Google Colab is a free service with a paid optional component. It’s a full Jupyter environment with all deep learning packages pre-installed and configured, and it provides a GPU free of charge for a few hours (longer in the version where you pay for it). However, there are a few issues with it that we had to work around, and this information might be useful for others as well. The first problem to consider is the fact that this service might not be available forever, as Google has been known to discontinue projects suddenly. We therefore made sure we kept everything in the notebook independent of Google Colab, so it could run on any Jupyter server. We were also careful not to use the direct link to Google Colab in our publication, but instead used the OSF platform to store the link to the notebook. This will give us the option of changing the link later should Google Colab cease to exist. The OSF has a preservation fund and also provides digital object identifiers, so we can be pretty certain this service will be around for the coming decades. The next problem is that Google Colab cannot store data, so we had to come up with a way of reliably downloading the data into the notebook. Again, the OSF came to our rescue: it provides free storage and also integrates with institutional storage providers. There is a great open-source project that enables command line access to data on the OSF platform and we used this to download the data into the Google Colab notebook. If anyone wants to know about this in more detail, I wrote a short blog post about it last year: https://mri.sbollmann.net/index.php/2020/05/27/google-colab-osf

2. Did you encounter any challenges or hurdles during the process of developing your notebook examples for GPU computing?
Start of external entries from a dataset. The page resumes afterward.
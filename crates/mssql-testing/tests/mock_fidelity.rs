//! Wire-level checks of the mock server using a raw packet client.
//!
//! These drive the mock with hand-built PRELOGIN, LOGIN7 and batch
//! messages so the mock's behavior is verified independently of the
//! driver that normally talks to it.

#![allow(clippy::unwrap_used)]

use bytes::Bytes;
use mssql_codec::PacketBuffer;
use mssql_testing::fixtures::{int, int_column, metadata, nvarchar, nvarchar_column, row};
use mssql_testing::{MockTdsServer, Reply, Request};
use tds_protocol::{
    EncryptionLevel, EnvChangeType, EnvChangeValue, Login7, PacketType, PreLogin, Token,
    TokenParser, encode_sql_batch,
};
use tokio::net::TcpStream;

async fn connect(server: &MockTdsServer) -> PacketBuffer<TcpStream> {
    let stream = TcpStream::connect(server.addr()).await.unwrap();
    PacketBuffer::new(stream)
}

async fn prelogin(buffer: &mut PacketBuffer<TcpStream>) -> PreLogin {
    let request = PreLogin::client(EncryptionLevel::NotSupported);
    buffer
        .write_message(PacketType::PreLogin, &request.encode(), false)
        .await
        .unwrap();
    let message = buffer.read_message().await.unwrap();
    assert_eq!(message.packet_type, PacketType::TabularResult);
    PreLogin::decode(&message.payload).unwrap()
}

async fn login(buffer: &mut PacketBuffer<TcpStream>) -> Vec<Token> {
    let mut login = Login7::new().with_sql_auth("sa", "secret");
    login.database = "inventory".into();
    buffer
        .write_message(PacketType::Tds7Login, &login.encode(), false)
        .await
        .unwrap();
    let message = buffer.read_message().await.unwrap();
    tokens(message.payload)
}

fn tokens(payload: Bytes) -> Vec<Token> {
    let mut parser = TokenParser::new(payload);
    let mut tokens = Vec::new();
    while let Some(token) = parser.next_token().unwrap() {
        tokens.push(token);
    }
    tokens
}

#[tokio::test]
async fn test_prelogin_reports_configured_encryption() {
    let server = MockTdsServer::builder()
        .with_encryption(EncryptionLevel::NotSupported)
        .build()
        .await
        .unwrap();

    let mut buffer = connect(&server).await;
    let response = prelogin(&mut buffer).await;

    assert_eq!(response.encryption, EncryptionLevel::NotSupported);
    let version = response.server_version().unwrap();
    assert_eq!(version.major, 16);

    let recorded = server.prelogins().await;
    assert_eq!(recorded.len(), 1);
    assert_eq!(recorded[0].encryption, EncryptionLevel::NotSupported);
}

#[tokio::test]
async fn test_login_response_tokens() {
    let server = MockTdsServer::builder()
        .with_server_name("Inventory")
        .with_database("inventory")
        .with_json_support(1)
        .build()
        .await
        .unwrap();

    let mut buffer = connect(&server).await;
    prelogin(&mut buffer).await;
    let tokens = login(&mut buffer).await;

    let Some(Token::LoginAck(ack)) = tokens.first() else {
        unreachable!("first login token must be LOGINACK, got {tokens:?}");
    };
    assert_eq!(ack.prog_name, "Inventory");

    let database = tokens.iter().find_map(|t| match t {
        Token::EnvChange(change) if change.env_type == EnvChangeType::Database => {
            Some(change.new_value.clone())
        }
        _ => None,
    });
    assert_eq!(database, Some(EnvChangeValue::String("inventory".into())));

    let packet_size = tokens.iter().find_map(|t| match t {
        Token::EnvChange(change) if change.env_type == EnvChangeType::PacketSize => {
            Some(change.new_value.clone())
        }
        _ => None,
    });
    assert_eq!(packet_size, Some(EnvChangeValue::String("4096".into())));

    let acks = tokens.iter().find_map(|t| match t {
        Token::FeatureExtAck(acks) => Some(acks.clone()),
        _ => None,
    });
    assert!(acks.unwrap().json_supported());

    assert!(matches!(tokens.last(), Some(Token::Done(_))));

    let logins = server.logins().await;
    assert_eq!(logins.len(), 1);
    assert_eq!(logins[0].username, "sa");
    assert_eq!(logins[0].database, "inventory");
}

#[tokio::test]
async fn test_login_error_reply() {
    let server = MockTdsServer::builder()
        .with_login_error(18456, "Login failed for user 'sa'.")
        .build()
        .await
        .unwrap();

    let mut buffer = connect(&server).await;
    prelogin(&mut buffer).await;
    let tokens = login(&mut buffer).await;

    let Some(Token::Error(error)) = tokens.first() else {
        unreachable!("expected an ERROR token, got {tokens:?}");
    };
    assert_eq!(error.number, 18456);
    assert_eq!(error.class, 14);
    assert!(!tokens.iter().any(|t| matches!(t, Token::LoginAck(_))));
}

#[tokio::test]
async fn test_routing_reply() {
    let server = MockTdsServer::builder()
        .with_routing("replica.internal", 14330)
        .build()
        .await
        .unwrap();

    let mut buffer = connect(&server).await;
    prelogin(&mut buffer).await;
    let tokens = login(&mut buffer).await;

    let route = tokens.iter().find_map(|t| match t {
        Token::EnvChange(change) if change.env_type == EnvChangeType::Routing => {
            Some(change.new_value.clone())
        }
        _ => None,
    });
    assert_eq!(
        route,
        Some(EnvChangeValue::Routing {
            host: "replica.internal".into(),
            port: 14330,
        })
    );
}

#[tokio::test]
async fn test_batch_dispatches_to_handler() {
    let server = MockTdsServer::builder()
        .with_handler(|request: &Request| match request.statement().as_deref() {
            Some("SELECT id, name FROM users") => Reply::new()
                .result_set(
                    &metadata(vec![int_column("id"), nvarchar_column("name", 50)]),
                    &[
                        row(vec![int(1), nvarchar("Alice")]),
                        row(vec![int(2), None]),
                    ],
                )
                .unwrap()
                .done(Some(2)),
            _ => Reply::new().error(208, 16, "Invalid object name."),
        })
        .build()
        .await
        .unwrap();

    let mut buffer = connect(&server).await;
    prelogin(&mut buffer).await;
    login(&mut buffer).await;

    buffer
        .write_message(
            PacketType::SqlBatch,
            &encode_sql_batch("SELECT id, name FROM users", 0),
            false,
        )
        .await
        .unwrap();
    let message = buffer.read_message().await.unwrap();

    let mut parser = TokenParser::new(message.payload);
    let Some(Token::ColMetaData(meta)) = parser.next_token().unwrap() else {
        unreachable!("result set must start with COLMETADATA");
    };
    assert_eq!(meta.columns.len(), 2);
    assert_eq!(meta.columns[1].name, "name");

    let mut rows = Vec::new();
    while let Some(token) = parser.next_token_with_metadata(Some(&meta)).unwrap() {
        if let Token::Row(row) = token {
            rows.push(row);
        }
    }
    assert_eq!(rows.len(), 2);
    assert_eq!(rows[1].values[1], None);

    buffer
        .write_message(PacketType::SqlBatch, &encode_sql_batch("SELECT nope", 0), false)
        .await
        .unwrap();
    let reply = tokens(buffer.read_message().await.unwrap().payload);
    assert!(matches!(reply.first(), Some(Token::Error(e)) if e.number == 208));

    let requests = server.requests().await;
    assert_eq!(requests.len(), 2);
    assert_eq!(
        requests[0],
        Request::Batch {
            sql: "SELECT id, name FROM users".into(),
            descriptor: 0,
        }
    );
}

#[tokio::test]
async fn test_attention_is_acknowledged() {
    let server = MockTdsServer::builder().build().await.unwrap();

    let mut buffer = connect(&server).await;
    prelogin(&mut buffer).await;
    login(&mut buffer).await;

    buffer
        .write_message(PacketType::Attention, &[], false)
        .await
        .unwrap();
    let reply = tokens(buffer.read_message().await.unwrap().payload);

    let Some(Token::Done(done)) = reply.first() else {
        unreachable!("attention must be answered with DONE");
    };
    assert!(done.status.contains(tds_protocol::DoneStatus::ATTN));
    assert_eq!(server.requests().await, vec![Request::Attention]);
}

#[tokio::test]
async fn test_connection_count() {
    let server = MockTdsServer::builder().build().await.unwrap();
    assert_eq!(server.connection_count(), 0);

    let mut first = connect(&server).await;
    prelogin(&mut first).await;
    let mut second = connect(&server).await;
    prelogin(&mut second).await;

    assert_eq!(server.connection_count(), 2);
}
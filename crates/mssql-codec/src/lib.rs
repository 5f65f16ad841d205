//! # mssql-codec
//!
//! Packet framing between a byte transport and the TDS message layer.
//!
//! ```text
//! transport -> TdsCodec (one packet) -> PacketBuffer (one message) -> client
//! ```
//!
//! [`TdsCodec`] plugs into `tokio_util::codec::Framed` and handles one
//! packet at a time. [`PacketBuffer`] builds on it: outgoing messages are
//! split at the negotiated packet size with EOM on the last packet only,
//! and incoming continuation packets are read transparently.

#![warn(missing_docs)]
#![deny(unsafe_code)]

pub mod error;
pub mod packet_buffer;
pub mod packet_codec;

pub use error::CodecError;
pub use packet_buffer::{Message, PacketBuffer};
pub use packet_codec::{Packet, TdsCodec};
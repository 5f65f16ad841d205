//! # mssql-client
//!
//! Async SQL Server client speaking TDS 7.4 and TDS 8.0.
//!
//! A connection goes through PRELOGIN, an optional TLS handshake, LOGIN7
//! and any SSPI or federated-authentication round trips before it reaches
//! the `Ready` state. The client then runs SQL batches, parameterized RPCs
//! and bulk loads, decoding every response into a [`QueryResult`].
//!
//! ## Type-state connection management
//!
//! ```text
//! Disconnected -> Ready          (connect)
//! Ready -> InTransaction         (begin_transaction)
//! InTransaction -> Ready         (commit / rollback)
//! Ready -> closed                (close)
//! ```
//!
//! A request that fails with a fatal error (I/O failure, stream
//! desynchronization, severity 20 or higher) poisons the session and every
//! later request returns [`Error::Poisoned`].
//!
//! ## Example
//!
//! ```rust,ignore
//! use mssql_client::{Client, Config, Credentials, EncryptionMode, IsolationLevel};
//!
//! let config = Config::new()
//!     .host("localhost")
//!     .database("test")
//!     .credentials(Credentials::sql_server("sa", "secret"))
//!     .encryption(EncryptionMode::On);
//! let mut client = Client::connect(config).await?;
//!
//! let result = client
//!     .query("SELECT name FROM users WHERE id = @p1", &[&1i32])
//!     .await?;
//! for row in result.rows() {
//!     let name: String = row.get(0)?;
//!     println!("{name}");
//! }
//!
//! let mut tx = client.begin_transaction(IsolationLevel::ReadCommitted).await?;
//! tx.execute("UPDATE users SET active = 1", &[]).await?;
//! let client = tx.commit().await?;
//! client.close().await?;
//! ```

#![warn(missing_docs)]
#![deny(unsafe_code)]

pub mod bulk;
pub mod client;
pub mod config;
pub mod encryption;
pub mod error;
mod login;
pub mod params;
mod response;
pub mod result;
pub mod row;
pub mod state;
pub mod transaction;
pub mod transport;

pub use bulk::{BulkCopy, BulkInsertResult, BulkOptions};
pub use client::Client;
pub use config::{Config, EncryptionMode, RetryPolicy, TimeoutConfig, VectorTypeSupport};
pub use encryption::CellDecryptor;
pub use error::{Error, Result};
pub use mssql_auth::Credentials;
pub use mssql_types::{FromSql, SqlValue, ToSql};
pub use params::{NamedParam, ToParams};
pub use result::{OutputParam, QueryResult, ResultSet};
pub use row::{Column, Row};
pub use state::{
    ConnectionState, Disconnected, InTransaction, LogFlags, NegotiatedFeatures, Ready, Session,
    SessionState, TlsLifetime,
};
pub use transaction::IsolationLevel;
pub use transport::{BoxedTransport, Dialer, MaybeTlsStream, TcpDialer, Transport};
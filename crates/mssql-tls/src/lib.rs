//! # mssql-tls
//!
//! TLS for SQL Server connections.
//!
//! Two negotiation shapes exist:
//!
//! ```text
//! in-band:  TCP -> PRELOGIN (clear) -> TLS in PRELOGIN packets -> LOGIN7
//! strict:   TCP -> TLS (ALPN tds/8.0) -> PRELOGIN -> LOGIN7
//! ```
//!
//! The in-band handshake runs over a [`PreloginStream`], which frames the
//! TLS records as PRELOGIN packets until the handshake completes. Whether
//! TLS then covers only the login exchange or the whole connection is
//! decided by the client from the PRELOGIN answer; see [`TlsLifetime`].

#![warn(missing_docs)]
#![deny(unsafe_code)]

pub mod config;
pub mod connector;
pub mod error;
pub mod handshake;

pub use config::{TDS8_ALPN, TlsConfig, TlsVersion};
pub use connector::{TlsConnector, peer_certificate};
pub use error::TlsError;
pub use handshake::PreloginStream;

pub use tokio_rustls::client::TlsStream;

/// When the TLS handshake happens relative to PRELOGIN.
#[derive(Debug, Clone, Copy, PartialEq, Eq, Hash)]
pub enum TlsNegotiationMode {
    /// Handshake after a cleartext PRELOGIN, framed in PRELOGIN packets.
    PostPreLogin,
    /// Handshake directly on the transport before any TDS traffic.
    Strict,
}

impl TlsNegotiationMode {
    /// Whether TLS starts before PRELOGIN.
    #[must_use]
    pub fn is_tls_first(self) -> bool {
        matches!(self, Self::Strict)
    }
}

/// How long TLS stays on the connection once negotiated.
#[derive(Debug, Clone, Copy, PartialEq, Eq, Hash)]
pub enum TlsLifetime {
    /// Only the LOGIN7 packet is encrypted; the transport reverts to
    /// cleartext right after it is sent.
    LoginOnly,
    /// Every packet after the handshake is encrypted.
    Connection,
}

#[cfg(test)]
mod tests {
    use super::*;

    #[test]
    fn test_negotiation_mode() {
        assert!(TlsNegotiationMode::Strict.is_tls_first());
        assert!(!TlsNegotiationMode::PostPreLogin.is_tls_first());
    }
}
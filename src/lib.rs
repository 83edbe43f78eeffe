pub mod aggregate;
pub mod audit;
pub mod cache;
pub mod config;
pub mod dispatch;
pub mod error;
pub mod feed;
pub mod model;
pub mod output;
pub mod search;

pub use audit::Audit;
pub use cache::Cache;
pub use config::Config;
pub use error::QueryError;
pub use feed::{normalize, CandidateSet};
pub use model::{Candidate, QueryOutcome, Report, ReportRow, RowStatus};
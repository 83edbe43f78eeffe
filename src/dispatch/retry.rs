use crate::error::QueryError;
use std::future::Future;
use std::time::Duration;
use tokio_util::sync::CancellationToken;
use tracing::{debug, warn};

/// Bounded retry with exponential backoff.
///
/// Only errors for which [`QueryError::is_retryable`] holds are retried.
/// The delay starts at `initial_backoff`, doubles after every failure and
/// never exceeds `max_backoff`.
#[derive(Debug, Clone, Copy, PartialEq, Eq)]
pub struct RetryPolicy {
    /// Total attempts, including the first. Zero is treated as one.
    pub max_attempts: u32,
    pub initial_backoff: Duration,
    pub max_backoff: Duration,
}

impl Default for RetryPolicy {
    fn default() -> Self {
        Self {
            max_attempts: 4,
            initial_backoff: Duration::from_millis(500),
            max_backoff: Duration::from_secs(8),
        }
    }
}

impl RetryPolicy {
    /// Delay before the attempt following failed attempt number `attempt`
    /// (1-based).
    pub fn backoff(&self, attempt: u32) -> Duration {
        let factor = 2u32.saturating_pow(attempt.saturating_sub(1));
        self.initial_backoff
            .saturating_mul(factor)
            .min(self.max_backoff)
    }

    /// Runs `operation` until it succeeds, fails permanently, or runs out
    /// of attempts.
    ///
    /// If `cancel` fires while waiting out a backoff, the last error is
    /// returned without another attempt.
    pub async fn run<F, Fut, T>(
        &self,
        label: &str,
        cancel: &CancellationToken,
        mut operation: F,
    ) -> Result<T, QueryError>
    where
        F: FnMut() -> Fut,
        Fut: Future<Output = Result<T, QueryError>>,
    {
        let max_attempts = self.max_attempts.max(1);
        let mut attempt = 0;

        loop {
            attempt += 1;

            let err = match operation().await {
                Ok(value) => {
                    if attempt > 1 {
                        debug!(filename = label, attempt, "Query succeeded after retry");
                    }
                    return Ok(value);
                }
                Err(err) => err,
            };

            if !err.is_retryable() {
                debug!(filename = label, attempt, error = %err, "Query failed permanently");
                return Err(err);
            }

            if attempt >= max_attempts {
                warn!(filename = label, attempt, error = %err, "Query failed, retries exhausted");
                return Err(err);
            }

            let delay = self.backoff(attempt);
            warn!(
                filename = label,
                attempt,
                backoff_ms = delay.as_millis() as u64,
                error = %err,
                "Query failed, will retry after backoff"
            );

            tokio::select! {
                _ = tokio::time::sleep(delay) => {}
                _ = cancel.cancelled() => {
                    debug!(filename = label, attempt, "Cancelled during backoff");
                    return Err(err);
                }
            }
        }
    }
}
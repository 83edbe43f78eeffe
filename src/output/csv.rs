use crate::feed::csv::format_record;
use crate::model::Report;

pub const REPORT_HEADER: &str = "Package,Version,Filename,Status,Repo,Path";

pub fn generate_csv_string(report: &Report) -> String {
    let mut out = String::with_capacity(64 * (report.rows.len() + 1));
    out.push_str(REPORT_HEADER);
    out.push('\n');

    for row in &report.rows {
        out.push_str(&format_record([
            row.package.as_str(),
            row.version.as_str(),
            row.filename.as_str(),
            row.status.as_str(),
            row.repo.as_str(),
            row.path.as_str(),
        ]));
        out.push('\n');
    }

    out
}

#[cfg(test)]
mod tests {
    use super::*;
    use crate::model::{ReportRow, RowStatus};

    fn row(status: RowStatus, repo: &str, path: &str) -> ReportRow {
        ReportRow {
            package: "@foo/bar".into(),
            version: "2.0.0".into(),
            filename: "bar-2.0.0.tgz".into(),
            status,
            repo: repo.into(),
            path: path.into(),
        }
    }

    #[test]
    fn test_found_rows() {
        let report = Report::new(
            vec![
                row(RowStatus::Found, "repo1", "a/bar-2.0.0.tgz"),
                row(RowStatus::Found, "repo2", "b/bar-2.0.0.tgz"),
            ],
            1,
            1,
        );

        let csv = generate_csv_string(&report);
        let lines: Vec<_> = csv.lines().collect();
        assert_eq!(
            lines,
            [
                REPORT_HEADER,
                "@foo/bar,2.0.0,bar-2.0.0.tgz,FOUND,repo1,a/bar-2.0.0.tgz",
                "@foo/bar,2.0.0,bar-2.0.0.tgz,FOUND,repo2,b/bar-2.0.0.tgz",
            ]
        );
    }

    #[test]
    fn test_error_reason_is_quoted_when_needed() {
        let report = Report::new(
            vec![row(RowStatus::Error, "transport error: reset, retrying", "")],
            1,
            1,
        );

        let csv = generate_csv_string(&report);
        assert!(csv.ends_with(
            "@foo/bar,2.0.0,bar-2.0.0.tgz,ERROR,\"transport error: reset, retrying\",\n"
        ));
    }

    #[test]
    fn test_empty_report_has_header() {
        let csv = generate_csv_string(&Report::new(Vec::new(), 0, 0));
        assert_eq!(csv, format!("{}\n", REPORT_HEADER));
    }
}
Yes. We initially developed our model on a Tesla K40 GPU and optimized it on V100 GPUs (kindly provided by Oracle Cloud), but the free GPUs provided by Google sometimes have less memory. We therefore had to tweak our model to train on the free Google Colab GPUs. Another problem we had to solve while developing this code was that we ran out of free GPU time and were blocked by Google. We found a good workaround, which might also be of interest to people who want to process local data using Google Colab without uploading them to the cloud (e.g., due to privacy concerns): Google Colab can connect to a Jupyter server that is running locally. Exploiting this feature, we were able to connect Google Colab to our local GPU and continue developing without any issues.

3. What questions did you ask yourselves when preparing your code and data for sharing?

We looked at all our code and data in order to try and decide what might be useful for others. We were unable to share all the code and data as this would have taken up too much time during the revision stage; also, we can’t share the scanner-specific implementation. We wanted to be sure that what we shared can be used directly by others without too much hassle. These are the considerations that led us to share the deep learning parts of the paper via Google Colab.

4. Are there any other reproducible research habits that you didn’t use for this paper but might be interested in trying in the future?

We didn’t do any automatic testing of code in this project, but definitely saw the need for this when we came across multiple bugs during the refactoring. We’re now integrating automatic testing into new projects from the start. We also use containers a lot to keep our workflows portable between different computers, although we didn’t in this project as we opted for the Colab solution. One of our current projects is called NeuroDesk and this bundles our efforts in this space: We automatically build and test various neuroimaging containers (e.g., FSL, FreeSurfer, AFNI, Bart, Lcmodel, Minc) and develop a reproducible neuroimaging analysis platform. Finally, we used some MATLAB code in this project, but we are aiming to move towards open and high-performance languages (like Julia) to make our future projects even more reproducible and shareable with the community.